▶ AIM OF THE TASK
Tally the lines in the listing below that include "StackPaths". Answer with the count and nothing more.

▶ SUPPLIED MATERIAL

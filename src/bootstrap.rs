use crate::config::Config;
use crate::env_store::EnvStore;
use crate::error::HearthError;
use crate::inject::{ensure_integration, IntegrationReport, IntegrationSecrets};
use crate::reconcile::{FilesystemReconciler, ReconcileReport};
use crate::runner::{CommandRunner, Elevation, FileWriter};
use crate::secrets::{
    ensure_store_settings, ensure_token, TokenOrigin, BUCKET_KEY, ORG_KEY, TOKEN_KEY,
};
use crate::stack::{stack_artifacts, StackPaths};
use crate::startup::{StartupReport, StartupSequencer};
use crate::toolchain::{ToolchainBinding, ToolchainResolver};
use chrono::{DateTime, Utc};
use serde::Serialize;
use std::path::PathBuf;
use tracing::info;

/// Where a bootstrap run operates and with which rights.
#[derive(Debug, Clone)]
pub struct BootstrapContext {
    pub root: PathBuf,
    pub bundle_dir: PathBuf,
    pub privilege: Elevation,
    pub user: Option<String>,
    pub skip_startup: bool,
}

#[derive(Debug, Clone, Serialize)]
pub struct SecretsReport {
    pub env_file: PathBuf,
    pub token_origin: TokenOrigin,
    pub written_keys: Vec<String>,
}

#[derive(Debug, Clone, Serialize)]
pub struct BootstrapReport {
    pub started_at: DateTime<Utc>,
    pub finished_at: DateTime<Utc>,
    pub root: PathBuf,
    pub toolchain: ToolchainBinding,
    pub filesystem: ReconcileReport,
    pub secrets: SecretsReport,
    pub integration: IntegrationReport,
    pub startup: Option<StartupReport>,
}

impl BootstrapReport {
    pub fn warnings(&self) -> Vec<String> {
        let mut warnings = self.filesystem.warnings.clone();
        if let Some(startup) = &self.startup {
            warnings.extend(startup.warnings.iter().cloned());
        }
        warnings
    }
}

/// Runs every phase in order; each one completes before the next starts and
/// the first fatal error stops the run.
pub fn run_bootstrap<R: CommandRunner>(
    runner: &R,
    cfg: &Config,
    ctx: &BootstrapContext,
) -> Result<BootstrapReport, HearthError> {
    let started_at = Utc::now();
    let paths = StackPaths::new(&ctx.root, cfg);
    info!(root = %ctx.root.display(), "bootstrap started");

    let toolchain =
        ToolchainResolver::new(runner, &cfg.host, ctx.privilege, ctx.user.clone()).resolve()?;
    info!(engine = %toolchain.engine, compose = %toolchain.compose, "toolchain resolved");

    let filesystem = FilesystemReconciler::new(&ctx.root, &ctx.bundle_dir, runner, ctx.privilege)
        .reconcile(&stack_artifacts(cfg), &cfg.permissions)?;
    info!(
        changed = filesystem.changed(),
        created = filesystem.created.len(),
        copied = filesystem.copied.len(),
        appended = filesystem.appended.len(),
        "filesystem reconciled"
    );

    let writer = FileWriter::new(runner, ctx.privilege);
    let mut store = EnvStore::load(&paths.env_file);
    let token = ensure_token(
        &mut store,
        &paths.store_marker,
        &cfg.influxdb.token_sentinel,
        &writer,
    )?;
    let mut written_keys = match token.origin {
        TokenOrigin::Generated => vec![TOKEN_KEY.to_string()],
        _ => Vec::new(),
    };
    written_keys.extend(ensure_store_settings(
        &mut store,
        &paths.store_marker,
        &cfg.influxdb,
        &writer,
    )?);

    let integration_secrets = IntegrationSecrets {
        token: token.value.clone(),
        org: store.get(ORG_KEY).unwrap_or(cfg.influxdb.org.as_str()).to_string(),
        bucket: store.get(BUCKET_KEY).unwrap_or(cfg.influxdb.bucket.as_str()).to_string(),
    };
    let integration = ensure_integration(
        &paths.automation_config,
        &paths.automation_secrets,
        &cfg.services.store,
        &integration_secrets,
        &cfg.influxdb.token_sentinel,
        &writer,
    )?;

    let startup = if ctx.skip_startup {
        info!("startup skipped");
        None
    } else {
        Some(StartupSequencer::new(runner, &toolchain, &paths, cfg).run()?)
    };

    info!("bootstrap finished");
    Ok(BootstrapReport {
        started_at,
        finished_at: Utc::now(),
        root: ctx.root.clone(),
        toolchain,
        filesystem,
        secrets: SecretsReport {
            env_file: paths.env_file.clone(),
            token_origin: token.origin,
            written_keys,
        },
        integration,
        startup,
    })
}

▶ RESPONSE AREA
2